* **Your objective**:
Your answer should be the lines of the data below that contain "InputState".

* **Records for this task**:
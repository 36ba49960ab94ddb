// Third-person follow camera
//
// Camera model:
//   - A "target" point that eases toward the tracked entity every frame
//   - Fixed pitch (elevation angle), yaw orbits with Q/E
//   - Zoom by adjusting distance along the look vector (mouse wheel)

use glam::{Mat4, Vec2, Vec3};
use super::input::InputState;
use winit::keyboard::KeyCode;

pub struct FollowCamera {
    /// Point the camera looks at. Eases toward the followed position.
    target: Vec3,

    /// Distance from target along the look direction.
    /// Private: always clamped to [min_distance, max_distance] in update(). Use distance() to read.
    distance: f32,
    pub min_distance: f32,
    pub max_distance: f32,

    /// Elevation angle in radians (0 = horizontal, PI/2 = straight down)
    pub pitch: f32,

    /// Horizontal rotation in radians (0 = looking along -Z axis)
    pub yaw: f32,

    /// Vertical field of view in radians
    pub fov: f32,
    pub near: f32,
    pub far: f32,

    /// Orbit speed in radians per second
    pub orbit_speed: f32,

    /// Zoom change (in distance units) per scroll line
    pub zoom_speed: f32,

    /// How quickly the target catches up with the followed entity (1/s)
    pub follow_rate: f32,
}

impl FollowCamera {
    pub fn new(target: Vec3) -> Self {
        Self {
            target,
            distance: 32.0,
            min_distance: 8.0,
            max_distance: 80.0,
            pitch: 50.0_f32.to_radians(),
            yaw: 0.0,
            fov: 45.0_f32.to_radians(),
            near: 0.1,
            far: 300.0,
            orbit_speed: 1.5,
            zoom_speed: 3.0,
            follow_rate: 4.0,
        }
    }

    /// Update orbit, zoom and follow target. Call once per frame before rendering.
    pub fn update(&mut self, input: &InputState, follow: Vec3, dt: f32) {
        self.yaw += input.axis(KeyCode::KeyE, KeyCode::KeyQ) * self.orbit_speed * dt;

        // Zoom: scroll up (positive delta) zooms in (decreases distance)
        self.distance -= input.scroll_delta * self.zoom_speed;
        self.distance = self.distance.clamp(self.min_distance, self.max_distance);

        let t = (self.follow_rate * dt).clamp(0.0, 1.0);
        self.target = self.target.lerp(follow, t);
    }

    /// Camera-relative movement axes on the XZ plane: (forward, right).
    /// yaw=0 means camera faces along -Z.
    pub fn ground_axes(&self) -> (Vec2, Vec2) {
        let forward = Vec2::new(-self.yaw.sin(), -self.yaw.cos());
        let right = Vec2::new(self.yaw.cos(), -self.yaw.sin());
        (forward, right)
    }

    /// World-space position of the camera eye.
    pub fn camera_position(&self) -> Vec3 {
        self.target + self.eye_offset()
    }

    /// View matrix: looks from the camera eye toward the target.
    pub fn view_matrix(&self) -> Mat4 {
        Mat4::look_at_rh(self.camera_position(), self.target, Vec3::Y)
    }

    /// Perspective projection matrix.
    pub fn projection_matrix(&self, aspect: f32) -> Mat4 {
        Mat4::perspective_rh(self.fov, aspect, self.near, self.far)
    }

    /// Combined view-projection matrix ready to upload to the GPU.
    pub fn view_projection(&self, aspect: f32) -> Mat4 {
        self.projection_matrix(aspect) * self.view_matrix()
    }

    /// Project a world point to screen coordinates (origin top-left) for a
    /// screen of `size`. Returns None for points behind the camera.
    pub fn world_to_screen(&self, point: Vec3, size: Vec2) -> Option<Vec2> {
        let clip = self.view_projection(size.x / size.y) * point.extend(1.0);
        if clip.w <= self.near {
            return None;
        }
        let ndc = clip.truncate() / clip.w;
        Some(Vec2::new((ndc.x + 1.0) * 0.5 * size.x, (1.0 - ndc.y) * 0.5 * size.y))
    }

    pub fn target(&self) -> Vec3 { self.target }
    pub fn distance(&self) -> f32 { self.distance }

    // Offset from target to camera eye based on pitch, yaw, and distance.
    fn eye_offset(&self) -> Vec3 {
        Vec3::new(
            self.yaw.sin() * self.pitch.cos() * self.distance,
            self.pitch.sin() * self.distance,
            self.yaw.cos() * self.pitch.cos() * self.distance,
        )
    }
}

#[cfg(test)]
mod tests {
    use super::*;
    use approx::assert_abs_diff_eq;

    #[test]
    fn target_projects_to_screen_centre() {
        let cam = FollowCamera::new(Vec3::new(3.0, 0.0, -2.0));
        let size = Vec2::new(1280.0, 720.0);
        let p = cam.world_to_screen(cam.target(), size).unwrap();
        assert_abs_diff_eq!(p.x, 640.0, epsilon = 0.5);
        assert_abs_diff_eq!(p.y, 360.0, epsilon = 0.5);
    }

    #[test]
    fn points_behind_are_rejected() {
        let cam = FollowCamera::new(Vec3::ZERO);
        let behind = cam.camera_position() * 2.0;
        assert_eq!(cam.world_to_screen(behind, Vec2::new(800.0, 600.0)), None);
    }

    #[test]
    fn ground_forward_points_away_from_eye() {
        let cam = FollowCamera::new(Vec3::ZERO);
        let (forward, _) = cam.ground_axes();
        let eye = cam.camera_position();
        assert!(forward.dot(Vec2::new(eye.x, eye.z)) < 0.0);
    }
}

* **Solution to the problem**:
use super::input::InputState;
    pub fn update(&mut self, input: &InputState, follow: Vec3, dt: f32) {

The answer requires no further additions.